WORK TASK: Each line of the material, from the first through the one containing "an item came", is to be written out exactly.

___ STORED DATA ___

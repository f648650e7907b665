//! Unified content item shape
//!
//! Produced only by the hybrid resolver. Consumers never need to know whether
//! an item came from the fixed catalog or was authored by an administrator,
//! but `origin` keeps that visible for admin tooling.

use chrono::{DateTime, Utc};
use serde::{Deserialize, Serialize};
use std::fmt;
use std::str::FromStr;

use crate::plan::PlanSet;
use crate::types::GateError;

/// Content catalogs shown on the dashboard
#[derive(Debug, Clone, Copy, PartialEq, Eq, Hash, Serialize, Deserialize)]
#[serde(rename_all = "lowercase")]
pub enum ContentKind {
    Activities,
    Videos,
    Bonus,
}

impl ContentKind {
    pub fn all() -> &'static [ContentKind] {
        &[ContentKind::Activities, ContentKind::Videos, ContentKind::Bonus]
    }

    pub fn key(self) -> &'static str {
        match self {
            ContentKind::Activities => "activities",
            ContentKind::Videos => "videos",
            ContentKind::Bonus => "bonus",
        }
    }

    /// Only activities have a fixed, code-defined catalog
    pub fn has_fixed_items(self) -> bool {
        matches!(self, ContentKind::Activities)
    }
}

impl fmt::Display for ContentKind {
    fn fmt(&self, f: &mut fmt::Formatter<'_>) -> fmt::Result {
        f.write_str(self.key())
    }
}

impl FromStr for ContentKind {
    type Err = GateError;

    fn from_str(s: &str) -> Result<Self, Self::Err> {
        match s.trim().to_ascii_lowercase().as_str() {
            "activities" | "activity" => Ok(ContentKind::Activities),
            "videos" | "video" => Ok(ContentKind::Videos),
            "bonus" | "bonuses" => Ok(ContentKind::Bonus),
            other => Err(GateError::Validation(format!("unknown content kind: {other}"))),
        }
    }
}

/// Where a resolved item came from
#[derive(Debug, Clone, Copy, PartialEq, Eq, Serialize, Deserialize)]
#[serde(rename_all = "lowercase")]
pub enum Origin {
    Fixed,
    Dynamic,
}

/// A resolved content item
#[derive(Debug, Clone, PartialEq, Serialize, Deserialize)]
#[serde(rename_all = "camelCase")]
pub struct ContentItem {
    pub id: String,
    pub kind: ContentKind,
    pub title: String,
    pub description: String,
    #[serde(skip_serializing_if = "Option::is_none")]
    pub media_ref: Option<String>,
    pub access_url: String,
    pub category: String,
    #[serde(skip_serializing_if = "Option::is_none")]
    pub age_range: Option<String>,
    pub available_plans: PlanSet,
    pub origin: Origin,
    pub active: bool,
    /// Curated position, fixed items only
    #[serde(skip_serializing_if = "Option::is_none")]
    pub order: Option<u32>,
    /// Creation time, dynamic items only
    #[serde(skip_serializing_if = "Option::is_none")]
    pub created_at: Option<DateTime<Utc>>,
}

#[cfg(test)]
mod tests {
    use super::*;

    #[test]
    fn test_kind_parsing() {
        assert_eq!("Videos".parse::<ContentKind>().unwrap(), ContentKind::Videos);
        assert_eq!("activity".parse::<ContentKind>().unwrap(), ContentKind::Activities);
        assert!("podcasts".parse::<ContentKind>().is_err());
    }

    #[test]
    fn test_only_activities_have_fixed_items() {
        assert!(ContentKind::Activities.has_fixed_items());
        assert!(!ContentKind::Videos.has_fixed_items());
        assert!(!ContentKind::Bonus.has_fixed_items());
    }
}
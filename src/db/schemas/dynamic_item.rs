//! Dynamic item document schema
//!
//! Admin-authored catalog rows. Creation time lives in the metadata and
//! drives newest-first ordering.

use bson::{doc, oid::ObjectId, Document};
use mongodb::options::IndexOptions;
use serde::{Deserialize, Serialize};

use crate::catalog::ContentKind;
use crate::db::mongo::{IntoIndexes, MutMetadata};
use crate::db::schemas::Metadata;
use crate::plan::PlanSet;
use crate::store::{DynamicItemRecord, NewDynamicItem};

pub const DYNAMIC_ITEM_COLLECTION: &str = "dynamic_items";

#[derive(Serialize, Deserialize, Clone, Debug, Default)]
pub struct DynamicItemDoc {
    #[serde(skip_serializing_if = "Option::is_none")]
    pub _id: Option<ObjectId>,

    #[serde(default)]
    pub metadata: Metadata,

    /// Stable public id (UUID)
    pub item_id: String,

    /// Content kind key
    pub kind: String,

    pub title: String,

    #[serde(default)]
    pub description: String,

    #[serde(default)]
    pub media_ref: Option<String>,

    pub access_url: String,

    #[serde(default)]
    pub category: String,

    #[serde(default)]
    pub age_range: Option<String>,

    /// Tier keys; unknown keys are dropped on read
    #[serde(default)]
    pub available_plans: PlanSet,

    #[serde(default)]
    pub active: bool,
}

impl DynamicItemDoc {
    pub fn new(item_id: String, kind: ContentKind, item: NewDynamicItem) -> Self {
        Self {
            _id: None,
            metadata: Metadata::new(),
            item_id,
            kind: kind.key().to_string(),
            title: item.title,
            description: item.description,
            media_ref: item.media_ref,
            access_url: item.access_url,
            category: item.category,
            age_range: item.age_range,
            available_plans: item.available_plans,
            active: item.active,
        }
    }

    /// Convert for a read that already filtered on `kind`
    pub fn into_record(self, kind: ContentKind) -> DynamicItemRecord {
        let created_at = self.metadata.created_chrono();
        let updated_at = self.metadata.updated_chrono();
        DynamicItemRecord {
            id: self.item_id,
            kind,
            title: self.title,
            description: self.description,
            media_ref: self.media_ref,
            access_url: self.access_url,
            category: self.category,
            age_range: self.age_range,
            available_plans: self.available_plans,
            active: self.active,
            created_at,
            updated_at,
        }
    }
}

impl IntoIndexes for DynamicItemDoc {
    fn into_indices() -> Vec<(Document, Option<IndexOptions>)> {
        vec![
            (
                doc! { "item_id": 1 },
                Some(
                    IndexOptions::builder()
                        .unique(true)
                        .name("item_id_unique".to_string())
                        .build(),
                ),
            ),
            // Listing by kind, newest first
            (
                doc! { "kind": 1, "metadata.created_at": -1 },
                Some(
                    IndexOptions::builder()
                        .name("kind_created_index".to_string())
                        .build(),
                ),
            ),
        ]
    }
}

impl MutMetadata for DynamicItemDoc {
    fn mut_metadata(&mut self) -> &mut Metadata {
        &mut self.metadata
    }
}
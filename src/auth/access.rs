//! Access evaluation for content items and features
//!
//! Item gating is set membership, not an ordering test: an item lists the
//! exact tiers allowed to open it. Threshold gating is the special case of a
//! contiguous suffix (see [`crate::plan::PlanSet::at_least`]). Denial is a
//! normal `false`, which the host turns into an upsell prompt.

use crate::auth::identity::Identity;
use crate::auth::simulation::EffectivePlan;
use crate::catalog::ContentItem;
use crate::features::{FeatureFlag, FeatureMatrix};
use crate::plan::PlanTier;

/// Whether `effective` may open `item`.
///
/// Admins bypass all gating, including items they are only previewing. An
/// empty plan set denies everyone else.
pub fn can_access(item: &ContentItem, effective: &EffectivePlan, is_admin: bool) -> bool {
    if is_admin || effective.bypasses_gating() {
        return true;
    }
    item.available_plans.contains(effective.tier)
}

/// The `is_admin` flag to evaluate with for this session.
///
/// An administrator previewing a simulated tier must see the gated view, so
/// the bypass is off while simulating.
pub fn admin_bypass(identity: &Identity, effective: &EffectivePlan) -> bool {
    identity.is_admin && !effective.is_simulating
}

/// Cheapest tier that would unlock a denied item, for upsell messaging
pub fn upgrade_hint(item: &ContentItem, effective: &EffectivePlan, is_admin: bool) -> Option<PlanTier> {
    if can_access(item, effective, is_admin) {
        return None;
    }
    item.available_plans.lowest()
}

/// Lowest tier whose matrix entry holds `feature`, or `Prime` when none does.
///
/// An `Admin` current tier already has every feature and gets `Admin` back.
pub fn required_tier_for(feature: FeatureFlag, current: PlanTier, matrix: &FeatureMatrix) -> PlanTier {
    if current == PlanTier::Admin {
        return PlanTier::Admin;
    }
    PlanTier::ordered()
        .iter()
        .copied()
        .find(|tier| matrix.has(*tier, feature))
        .unwrap_or(PlanTier::Prime)
}

#[cfg(test)]
mod tests {
    use super::*;
    use crate::catalog::{ContentKind, Origin};
    use crate::plan::PlanSet;

    fn item(plans: PlanSet) -> ContentItem {
        ContentItem {
            id: "promo".into(),
            kind: ContentKind::Bonus,
            title: "Promo".into(),
            description: String::new(),
            media_ref: None,
            access_url: "https://example.test/promo".into(),
            category: "promo".into(),
            age_range: None,
            available_plans: plans,
            origin: Origin::Dynamic,
            active: true,
            order: None,
            created_at: None,
        }
    }

    #[test]
    fn test_set_membership_not_ordering() {
        let only_growth = item([PlanTier::Growth].into_iter().collect());
        assert!(can_access(&only_growth, &EffectivePlan::real(PlanTier::Growth), false));
        assert!(!can_access(&only_growth, &EffectivePlan::real(PlanTier::Prime), false));
        assert!(!can_access(&only_growth, &EffectivePlan::real(PlanTier::Essential), false));
    }

    #[test]
    fn test_empty_plans_fail_closed() {
        let nobody = item(PlanSet::empty());
        for tier in PlanTier::ordered() {
            assert!(!can_access(&nobody, &EffectivePlan::real(*tier), false));
        }
    }

    #[test]
    fn test_admin_bypass() {
        let nobody = item(PlanSet::empty());
        for tier in PlanTier::ordered() {
            assert!(can_access(&nobody, &EffectivePlan::real(*tier), true));
        }
        assert!(can_access(&nobody, &EffectivePlan::real(PlanTier::Admin), false));
    }

    #[test]
    fn test_simulating_admin_sees_gated_view() {
        let prime_only = item(PlanSet::at_least(PlanTier::Prime));
        let simulated = EffectivePlan {
            tier: PlanTier::Essential,
            is_simulating: true,
        };
        assert!(!can_access(&prime_only, &simulated, false));
    }

    #[test]
    fn test_admin_bypass_off_while_simulating() {
        let admin = Identity::admin("root");
        assert!(admin_bypass(&admin, &EffectivePlan::real(PlanTier::Admin)));
        let simulated = EffectivePlan {
            tier: PlanTier::Growth,
            is_simulating: true,
        };
        assert!(!admin_bypass(&admin, &simulated));
        let member = Identity::member("u1", PlanTier::Prime);
        assert!(!admin_bypass(&member, &EffectivePlan::real(PlanTier::Prime)));
    }

    #[test]
    fn test_upgrade_hint() {
        let growth_up = item(PlanSet::at_least(PlanTier::Growth));
        assert_eq!(
            upgrade_hint(&growth_up, &EffectivePlan::real(PlanTier::Demo), false),
            Some(PlanTier::Growth)
        );
        assert_eq!(upgrade_hint(&growth_up, &EffectivePlan::real(PlanTier::Prime), false), None);
        assert_eq!(upgrade_hint(&item(PlanSet::empty()), &EffectivePlan::real(PlanTier::Demo), false), None);
    }

    #[test]
    fn test_required_tier_for() {
        let matrix = FeatureMatrix::defaults();
        assert_eq!(required_tier_for(FeatureFlag::Activities, PlanTier::Demo, &matrix), PlanTier::Demo);
        assert_eq!(required_tier_for(FeatureFlag::Videos, PlanTier::Demo, &matrix), PlanTier::Growth);
        assert_eq!(required_tier_for(FeatureFlag::VipSupport, PlanTier::Essential, &matrix), PlanTier::Prime);
        assert_eq!(required_tier_for(FeatureFlag::Videos, PlanTier::Admin, &matrix), PlanTier::Admin);
    }

    #[test]
    fn test_required_tier_defaults_to_prime() {
        let matrix = FeatureMatrix::defaults()
            .set_feature_for_plan(PlanTier::Prime, FeatureFlag::Bonus, false)
            .unwrap();
        assert_eq!(required_tier_for(FeatureFlag::Bonus, PlanTier::Demo, &matrix), PlanTier::Prime);
    }
}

___

SOLUTION BELOW:
repository f648650e7907b665
//! Unified content item shape
//!
//! Produced only by the hybrid resolver. Consumers never need to know whether
//! an item came from the fixed catalog or was authored by an administrator,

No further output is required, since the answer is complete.